=== MATERIAL SUPPLIED ===

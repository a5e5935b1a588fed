//! Linear unit conversion
//!
//! Every unit carries a fixed multiplier to meters and a fixed multiplier
//! back from meters. Conversion always goes through meters.

use serde::{Deserialize, Serialize};
use std::fmt;
use std::str::FromStr;

/// Supported real-world length units
#[derive(Debug, Clone, Copy, PartialEq, Eq, Hash, Default, Serialize, Deserialize)]
#[serde(rename_all = "lowercase")]
pub enum LinearUnit {
    #[default]
    Meters,
    Centimeters,
    Feet,
    Inches,
}

impl LinearUnit {
    pub const ALL: [LinearUnit; 4] =
        [LinearUnit::Meters, LinearUnit::Centimeters, LinearUnit::Feet, LinearUnit::Inches];

    /// Multiplier taking a value in this unit to meters
    pub fn to_meters(self) -> f64 {
        match self {
            LinearUnit::Meters => 1.0,
            LinearUnit::Centimeters => 0.01,
            LinearUnit::Feet => 0.3048,
            LinearUnit::Inches => 0.0254,
        }
    }

    /// Multiplier taking a value in meters to this unit
    ///
    /// Always the exact reciprocal of [`LinearUnit::to_meters`], so a
    /// conversion there and back returns the input.
    pub fn from_meters(self) -> f64 {
        1.0 / self.to_meters()
    }

    pub fn name(self) -> &'static str {
        match self {
            LinearUnit::Meters => "meters",
            LinearUnit::Centimeters => "centimeters",
            LinearUnit::Feet => "feet",
            LinearUnit::Inches => "inches",
        }
    }

    pub fn abbreviation(self) -> &'static str {
        match self {
            LinearUnit::Meters => "m",
            LinearUnit::Centimeters => "cm",
            LinearUnit::Feet => "ft",
            LinearUnit::Inches => "in",
        }
    }
}

impl fmt::Display for LinearUnit {
    fn fmt(&self, f: &mut fmt::Formatter<'_>) -> fmt::Result {
        f.write_str(self.name())
    }
}

#[derive(Debug, Clone, PartialEq, Eq, thiserror::Error)]
#[error("unknown unit: {0}")]
pub struct UnitParseError(pub String);

impl FromStr for LinearUnit {
    type Err = UnitParseError;

    fn from_str(s: &str) -> Result<Self, Self::Err> {
        let normalized = s.trim().to_ascii_lowercase();
        LinearUnit::ALL
            .into_iter()
            .find(|unit| unit.name() == normalized || unit.abbreviation() == normalized)
            .ok_or_else(|| UnitParseError(s.to_owned()))
    }
}

/// Convert a value between two units
pub fn convert(value: f64, from: LinearUnit, to: LinearUnit) -> f64 {
    value * from.to_meters() * to.from_meters()
}

/// Convert using unit names
///
/// Names that do not parse are treated as meters, so a stray unit string
/// degrades to an identity factor instead of failing.
pub fn convert_by_name(value: f64, from: &str, to: &str) -> f64 {
    let to_meters = lenient_unit(from).map_or(1.0, LinearUnit::to_meters);
    let from_meters = lenient_unit(to).map_or(1.0, LinearUnit::from_meters);
    value * to_meters * from_meters
}

fn lenient_unit(name: &str) -> Option<LinearUnit> {
    match name.parse() {
        Ok(unit) => Some(unit),
        Err(err) => {
            log::debug!("{err}, using identity factor");
            None
        }
    }
}
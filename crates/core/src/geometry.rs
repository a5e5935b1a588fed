//! Planar geometry helpers
//!
//! Points live in the current, zoom-scaled canvas space. Nothing here knows
//! about zoom or units; callers scale points before asking questions.

use serde::{Deserialize, Serialize};

/// Hit-test radius in canvas pixels. A segment is hit when the pointer is
/// strictly closer than this.
pub const HIT_TEST_THRESHOLD_PX: f64 = 10.0;

/// A position on the canvas in pixels
#[derive(Debug, Clone, Copy, PartialEq, Default, Serialize, Deserialize)]
pub struct Point {
    pub x: f64,
    pub y: f64,
}

impl Point {
    pub const ORIGIN: Point = Point { x: 0.0, y: 0.0 };

    pub fn new(x: f64, y: f64) -> Self {
        Self { x, y }
    }

    /// Calculate distance to another point
    pub fn distance_to(&self, other: &Point) -> f64 {
        euclidean(*self, *other)
    }

    /// Multiply both coordinates by `factor`
    pub fn scaled(self, factor: f64) -> Self {
        Self::new(self.x * factor, self.y * factor)
    }
}

impl From<(f64, f64)> for Point {
    fn from((x, y): (f64, f64)) -> Self {
        Self { x, y }
    }
}

pub fn euclidean(p1: Point, p2: Point) -> f64 {
    (p2.x - p1.x).hypot(p2.y - p1.y)
}

pub fn midpoint(a: Point, b: Point) -> Point {
    Point::new((a.x + b.x) / 2.0, (a.y + b.y) / 2.0)
}

/// Shortest distance from `p` to the segment `a..b`
///
/// The projection parameter is clamped to the segment, so points beyond an
/// end measure to that endpoint. A zero-length segment measures to `a`.
pub fn point_to_segment_distance(p: Point, a: Point, b: Point) -> f64 {
    let dx = b.x - a.x;
    let dy = b.y - a.y;
    let length_sq = dx * dx + dy * dy;
    if length_sq == 0.0 {
        return euclidean(p, a);
    }

    let t = (((p.x - a.x) * dx + (p.y - a.y) * dy) / length_sq).clamp(0.0, 1.0);
    let projection = Point::new(a.x + t * dx, a.y + t * dy);
    euclidean(p, projection)
}

/// Constrain `end` to the dominant axis through `start`
pub fn snap_to_axis(start: Point, end: Point) -> Point {
    if (end.x - start.x).abs() > (end.y - start.y).abs() {
        Point::new(end.x, start.y)
    } else {
        Point::new(start.x, end.y)
    }
}

/// Index of the first segment the pointer hits
///
/// Segments are checked in order and the first one within
/// [`HIT_TEST_THRESHOLD_PX`] wins, even if a later one is closer.
pub fn first_hit<I>(pointer: Point, segments: I) -> Option<usize>
where
    I: IntoIterator<Item = (Point, Point)>,
{
    segments
        .into_iter()
        .position(|(a, b)| point_to_segment_distance(pointer, a, b) < HIT_TEST_THRESHOLD_PX)
}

===

▸ **WHAT TO DO**
Restate every entry above exactly as it stands.

▸ **RESULT FOR THIS EXERCISE**
repository a5e5935b1a588fed
//! Linear unit conversion
//!
//! Every unit carries a fixed multiplier to meters and a fixed multiplier
//! back from meters. Conversion always goes through meters.

use serde::{Deserialize, Serialize};
use std::fmt;
use std::str::FromStr;

/// Supported real-world length units
#[derive(Debug, Clone, Copy, PartialEq, Eq, Hash, Default, Serialize, Deserialize)]
#[serde(rename_all = "lowercase")]
pub enum LinearUnit {
    #[default]
    Meters,
    Centimeters,
    Feet,
    Inches,
}

impl LinearUnit {
    pub const ALL: [LinearUnit; 4] =
        [LinearUnit::Meters, LinearUnit::Centimeters, LinearUnit::Feet, LinearUnit::Inches];

    /// Multiplier taking a value in this unit to meters
    pub fn to_meters(self) -> f64 {
        match self {
            LinearUnit::Meters => 1.0,
            LinearUnit::Centimeters => 0.01,
            LinearUnit::Feet => 0.3048,
            LinearUnit::Inches => 0.0254,
        }
    }

    /// Multiplier taking a value in meters to this unit
    ///
    /// Always the exact reciprocal of [`LinearUnit::to_meters`], so a
    /// conversion there and back returns the input.
    pub fn from_meters(self) -> f64 {
        1.0 / self.to_meters()
    }

    pub fn name(self) -> &'static str {
        match self {
            LinearUnit::Meters => "meters",
            LinearUnit::Centimeters => "centimeters",
            LinearUnit::Feet => "feet",
            LinearUnit::Inches => "inches",
        }
    }

    pub fn abbreviation(self) -> &'static str {
        match self {
            LinearUnit::Meters => "m",
            LinearUnit::Centimeters => "cm",
            LinearUnit::Feet => "ft",
            LinearUnit::Inches => "in",
        }
    }
}

impl fmt::Display for LinearUnit {
    fn fmt(&self, f: &mut fmt::Formatter<'_>) -> fmt::Result {
        f.write_str(self.name())
    }
}

#[derive(Debug, Clone, PartialEq, Eq, thiserror::Error)]
#[error("unknown unit: {0}")]
pub struct UnitParseError(pub String);

impl FromStr for LinearUnit {
    type Err = UnitParseError;

    fn from_str(s: &str) -> Result<Self, Self::Err> {
        let normalized = s.trim().to_ascii_lowercase();
        LinearUnit::ALL
            .into_iter()
            .find(|unit| unit.name() == normalized || unit.abbreviation() == normalized)
            .ok_or_else(|| UnitParseError(s.to_owned()))
    }
}

/// Convert a value between two units
pub fn convert(value: f64, from: LinearUnit, to: LinearUnit) -> f64 {
    value * from.to_meters() * to.from_meters()
}

/// Convert using unit names
///
/// Names that do not parse are treated as meters, so a stray unit string
/// degrades to an identity factor instead of failing.
pub fn convert_by_name(value: f64, from: &str, to: &str) -> f64 {
    let to_meters = lenient_unit(from).map_or(1.0, LinearUnit::to_meters);
    let from_meters = lenient_unit(to).map_or(1.0, LinearUnit::from_meters);
    value * to_meters * from_meters
}

fn lenient_unit(name: &str) -> Option<LinearUnit> {
    match name.parse() {
        Ok(unit) => Some(unit),
        Err(err) => {
            log::debug!("{err}, using identity factor");
            None
        }
    }
}
filename crates/core/src/geometry.rs
repository a5e5935b1a588fed
//! Planar geometry helpers
//!
//! Points live in the current, zoom-scaled canvas space. Nothing here knows
//! about zoom or units; callers scale points before asking questions.

use serde::{Deserialize, Serialize};

/// Hit-test radius in canvas pixels. A segment is hit when the pointer is
/// strictly closer than this.
pub const HIT_TEST_THRESHOLD_PX: f64 = 10.0;

/// A position on the canvas in pixels
#[derive(Debug, Clone, Copy, PartialEq, Default, Serialize, Deserialize)]
pub struct Point {
    pub x: f64,
    pub y: f64,
}

impl Point {
    pub const ORIGIN: Point = Point { x: 0.0, y: 0.0 };

    pub fn new(x: f64, y: f64) -> Self {
        Self { x, y }
    }

    /// Calculate distance to another point
    pub fn distance_to(&self, other: &Point) -> f64 {
        euclidean(*self, *other)
    }

    /// Multiply both coordinates by `factor`
    pub fn scaled(self, factor: f64) -> Self {
        Self::new(self.x * factor, self.y * factor)
    }
}

impl From<(f64, f64)> for Point {
    fn from((x, y): (f64, f64)) -> Self {
        Self { x, y }
    }
}

pub fn euclidean(p1: Point, p2: Point) -> f64 {
    (p2.x - p1.x).hypot(p2.y - p1.y)
}

pub fn midpoint(a: Point, b: Point) -> Point {
    Point::new((a.x + b.x) / 2.0, (a.y + b.y) / 2.0)
}

/// Shortest distance from `p` to the segment `a..b`
///
/// The projection parameter is clamped to the segment, so points beyond an
/// end measure to that endpoint. A zero-length segment measures to `a`.
pub fn point_to_segment_distance(p: Point, a: Point, b: Point) -> f64 {
    let dx = b.x - a.x;
    let dy = b.y - a.y;
    let length_sq = dx * dx + dy * dy;
    if length_sq == 0.0 {
        return euclidean(p, a);
    }

    let t = (((p.x - a.x) * dx + (p.y - a.y) * dy) / length_sq).clamp(0.0, 1.0);
    let projection = Point::new(a.x + t * dx, a.y + t * dy);
    euclidean(p, projection)
}

/// Constrain `end` to the dominant axis through `start`
pub fn snap_to_axis(start: Point, end: Point) -> Point {
    if (end.x - start.x).abs() > (end.y - start.y).abs() {
        Point::new(end.x, start.y)
    } else {
        Point::new(start.x, end.y)
    }
}

/// Index of the first segment the pointer hits
///
/// Segments are checked in order and the first one within
/// [`HIT_TEST_THRESHOLD_PX`] wins, even if a later one is closer.
pub fn first_hit<I>(pointer: Point, segments: I) -> Option<usize>
where
    I: IntoIterator<Item = (Point, Point)>,
{
    segments
        .into_iter()
        .position(|(a, b)| point_to_segment_distance(pointer, a, b) < HIT_TEST_THRESHOLD_PX)
}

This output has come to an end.